Chronic pain is debilitating with affective comorbidities, but neural mechanisms linking nociception and emotional processing are unclear. Here, we identify the gastrin-releasing peptide (GRP)/GRP receptor (GRPR) system in the medial orbitofrontal cortex (MO)-nucleus accumbens (NAc) pathway as critical for regulating chronic pain and its affective dimensions. Using multimodal approaches (fiber photometry, chemogenetics, optogenetics, and Raman spectroscopy), we show that chronic pain reduces NAc(Grpr) neuron excitability and MO-to-NAc GRP release.
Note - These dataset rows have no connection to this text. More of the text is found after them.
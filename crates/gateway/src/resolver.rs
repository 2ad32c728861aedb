//! Owning-organization resolution.
//!
//! Tenant-scoped resources reach their organization through a reference
//! chain (comment → ticket → project → organization). Each link is read
//! fresh from the directory; a missing link anywhere answers `NotFound`.

use serde::Serialize;

use forgetrack_auth::{ResolvedResource, ResourceKind};
use forgetrack_core::{
    CommentId, EpicId, OrganizationId, ProjectId, TicketId, UserId, WorkflowId,
};
use forgetrack_tracking::{Directory, Project, Ticket, require};

use crate::GatewayError;

/// Reference to the target of an operation.
#[derive(Debug, Copy, Clone, PartialEq, Eq, Serialize)]
#[serde(tag = "kind", content = "id", rename_all = "snake_case")]
pub enum ResourceRef {
    Platform,
    Organization(OrganizationId),
    User(UserId),
    Project(ProjectId),
    Workflow(WorkflowId),
    Ticket(TicketId),
    Epic(EpicId),
    Comment(CommentId),
    /// Activity logs are addressed by the organization they belong to.
    ActivityLog(OrganizationId),
}

impl ResourceRef {
    pub fn kind(&self) -> ResourceKind {
        match self {
            ResourceRef::Platform => ResourceKind::Platform,
            ResourceRef::Organization(_) => ResourceKind::Organization,
            ResourceRef::User(_) => ResourceKind::User,
            ResourceRef::Project(_) => ResourceKind::Project,
            ResourceRef::Workflow(_) => ResourceKind::Workflow,
            ResourceRef::Ticket(_) => ResourceKind::Ticket,
            ResourceRef::Epic(_) => ResourceKind::Epic,
            ResourceRef::Comment(_) => ResourceKind::Comment,
            ResourceRef::ActivityLog(_) => ResourceKind::ActivityLog,
        }
    }
}

/// Organization that owns `resource`, or `None` for platform-level targets
/// (the platform itself and super-admin accounts).
pub fn resolve_owning_organization<D>(
    directory: &D,
    resource: ResourceRef,
) -> Result<Option<OrganizationId>, GatewayError>
where
    D: Directory + ?Sized,
{
    Ok(resolve_resource(directory, resource)?.organization_id)
}

/// Resolve everything the evaluator needs to know about `resource`.
pub fn resolve_resource<D>(
    directory: &D,
    resource: ResourceRef,
) -> Result<ResolvedResource, GatewayError>
where
    D: Directory + ?Sized,
{
    let kind = resource.kind();
    let resolved = match resource {
        ResourceRef::Platform => ResolvedResource::platform(),
        ResourceRef::Organization(id) | ResourceRef::ActivityLog(id) => {
            ResolvedResource::owned_by(kind, organization(directory, id)?)
        }
        ResourceRef::User(id) => {
            let user = require(directory.get_user(id))?;
            match user.organization_id {
                Some(org) => ResolvedResource::owned_by(kind, organization(directory, org)?),
                None => ResolvedResource {
                    kind,
                    organization_id: None,
                    author_id: None,
                },
            }
        }
        ResourceRef::Project(id) => {
            let project = require(directory.get_project(id))?;
            ResolvedResource::owned_by(kind, organization(directory, project.organization_id)?)
        }
        ResourceRef::Workflow(id) => {
            let workflow = require(directory.get_workflow(id))?;
            ResolvedResource::owned_by(kind, organization(directory, workflow.organization_id)?)
        }
        ResourceRef::Epic(id) => {
            let epic = require(directory.get_epic(id))?;
            ResolvedResource::owned_by(kind, organization(directory, epic.organization_id)?)
        }
        ResourceRef::Ticket(id) => {
            let (_, project) = ticket_chain(directory, id)?;
            ResolvedResource::owned_by(kind, organization(directory, project.organization_id)?)
        }
        ResourceRef::Comment(id) => {
            let comment = require(directory.get_comment(id))?;
            let (_, project) = ticket_chain(directory, comment.ticket_id)?;
            ResolvedResource::owned_by(kind, organization(directory, project.organization_id)?)
                .with_author(comment.author_id)
        }
    };
    Ok(resolved)
}

/// Load a ticket together with the project that currently governs it.
pub(crate) fn ticket_chain<D>(directory: &D, id: TicketId) -> Result<(Ticket, Project), GatewayError>
where
    D: Directory + ?Sized,
{
    let ticket = require(directory.get_ticket(id))?;
    let project = require(directory.get_project(ticket.project_id))?;
    Ok((ticket, project))
}

fn organization<D>(directory: &D, id: OrganizationId) -> Result<OrganizationId, GatewayError>
where
    D: Directory + ?Sized,
{
    Ok(require(directory.get_organization(id))?.id)
}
Chemogenetic inhibition or GRPR knockdown in NAc(Grpr) neurons induces pain phenotypes in naive mice; optogenetic activation of NAc(Grpr) neurons or NAc GRP supplementation alleviates these in chronic pain mice. MO(Grp)-to-NAc activation mirrors therapeutic effects. Raman mapping shows fivefold lower NAc GRP after nerve injury, correlating with reduced neuronal activity. These findings establish the MO(Grp)-NAc(Grpr) circuit as a central integrator and GRP/GRPR as a dual therapeutic target for chronic pain, uncovering a neuropeptide-mediated cortical-limbic pain mechanism.